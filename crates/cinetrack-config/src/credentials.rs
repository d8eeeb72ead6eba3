use anyhow::Result;
use chrono::{DateTime, Utc};
use cinetrack_models::UserProfile;
use serde::{Deserialize, Serialize};
use std::collections::HashMap;
use std::path::PathBuf;

#[derive(Debug, Serialize, Deserialize, Default)]
struct CredentialsData {
    #[serde(flatten)]
    data: HashMap<String, String>,
}

const SESSION_KEYS: [&str; 7] = [
    "session_uid",
    "session_email",
    "session_display_name",
    "session_photo_url",
    "session_id_token",
    "session_refresh_token",
    "session_expires",
];

/// Signed-in session as persisted between runs
#[derive(Debug, Clone, PartialEq)]
pub struct StoredSession {
    pub profile: UserProfile,
    pub id_token: String,
    pub refresh_token: String,
    pub expires_at: Option<DateTime<Utc>>,
}

impl StoredSession {
    pub fn is_expired(&self) -> bool {
        self.expires_at.map(|at| at <= Utc::now()).unwrap_or(false)
    }
}

pub struct CredentialStore {
    path: PathBuf,
    credentials: HashMap<String, String>,
}

impl CredentialStore {
    pub fn new(path: PathBuf) -> Self {
        Self {
            path,
            credentials: HashMap::new(),
        }
    }

    pub fn load(&mut self) -> Result<()> {
        if self.path.exists() {
            let content = std::fs::read_to_string(&self.path)?;
            let creds_data: CredentialsData = toml::from_str(&content)?;
            self.credentials = creds_data.data;
        }
        Ok(())
    }

    pub fn save(&self) -> Result<()> {
        if let Some(parent) = self.path.parent() {
            std::fs::create_dir_all(parent)?;
        }
        let creds_data = CredentialsData {
            data: self.credentials.clone(),
        };
        let content = toml::to_string_pretty(&creds_data)?;
        std::fs::write(&self.path, content)?;
        Ok(())
    }

    pub fn get(&self, key: &str) -> Option<&String> {
        self.credentials.get(key)
    }

    pub fn set(&mut self, key: String, value: String) {
        self.credentials.insert(key, value);
    }

    pub fn remove(&mut self, key: &str) {
        self.credentials.remove(key);
    }

    pub fn get_session(&self) -> Option<StoredSession> {
        let uid = self.get("session_uid")?.clone();
        let email = self.get("session_email")?.clone();
        let id_token = self.get("session_id_token")?.clone();
        let refresh_token = self.get("session_refresh_token").cloned().unwrap_or_default();
        let expires_at = self
            .get("session_expires")
            .and_then(|s| DateTime::parse_from_rfc3339(s).ok())
            .map(|dt| dt.with_timezone(&Utc));

        Some(StoredSession {
            profile: UserProfile {
                uid,
                email,
                display_name: self.get("session_display_name").cloned(),
                photo_url: self.get("session_photo_url").cloned(),
            },
            id_token,
            refresh_token,
            expires_at,
        })
    }

    pub fn set_session(&mut self, session: &StoredSession) {
        self.clear_session();
        self.set("session_uid".to_string(), session.profile.uid.clone());
        self.set("session_email".to_string(), session.profile.email.clone());
        if let Some(ref name) = session.profile.display_name {
            self.set("session_display_name".to_string(), name.clone());
        }
        if let Some(ref photo) = session.profile.photo_url {
            self.set("session_photo_url".to_string(), photo.clone());
        }
        self.set("session_id_token".to_string(), session.id_token.clone());
        self.set("session_refresh_token".to_string(), session.refresh_token.clone());
        if let Some(expires) = session.expires_at {
            self.set("session_expires".to_string(), expires.to_rfc3339());
        }
    }

    pub fn clear_session(&mut self) {
        for key in SESSION_KEYS {
            self.remove(key);
        }
    }

    pub fn get_all_keys(&self) -> Vec<String> {
        self.credentials.keys().cloned().collect()
    }
}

※ ※ ※

- [WHAT TO PRODUCE]: The response must consist solely of the lines from the first line of the entries through the line containing "if let Some(parent)", repeated exactly.

- [EXPECTED OUTPUT]:
filename crates/cinetrack-config/src/credentials.rs
repository d8eeeb72ead6eba3
use anyhow::Result;
use chrono::{DateTime, Utc};
use cinetrack_models::UserProfile;
use serde::{Deserialize, Serialize};
use std::collections::HashMap;
use std::path::PathBuf;

#[derive(Debug, Serialize, Deserialize, Default)]
struct CredentialsData {
    #[serde(flatten)]
    data: HashMap<String, String>,
}

const SESSION_KEYS: [&str; 7] = [
    "session_uid",
    "session_email",
    "session_display_name",
    "session_photo_url",
    "session_id_token",
    "session_refresh_token",
    "session_expires",
];

/// Signed-in session as persisted between runs
#[derive(Debug, Clone, PartialEq)]
pub struct StoredSession {
    pub profile: UserProfile,
    pub id_token: String,
    pub refresh_token: String,
    pub expires_at: Option<DateTime<Utc>>,
}

impl StoredSession {
    pub fn is_expired(&self) -> bool {
        self.expires_at.map(|at| at <= Utc::now()).unwrap_or(false)
    }
}

pub struct CredentialStore {
    path: PathBuf,
    credentials: HashMap<String, String>,
}

impl CredentialStore {
    pub fn new(path: PathBuf) -> Self {
        Self {
            path,
            credentials: HashMap::new(),
        }
    }

    pub fn load(&mut self) -> Result<()> {
        if self.path.exists() {
            let content = std::fs::read_to_string(&self.path)?;
            let creds_data: CredentialsData = toml::from_str(&content)?;
            self.credentials = creds_data.data;
        }
        Ok(())
    }

    pub fn save(&self) -> Result<()> {
        if let Some(parent) = self.path.parent() {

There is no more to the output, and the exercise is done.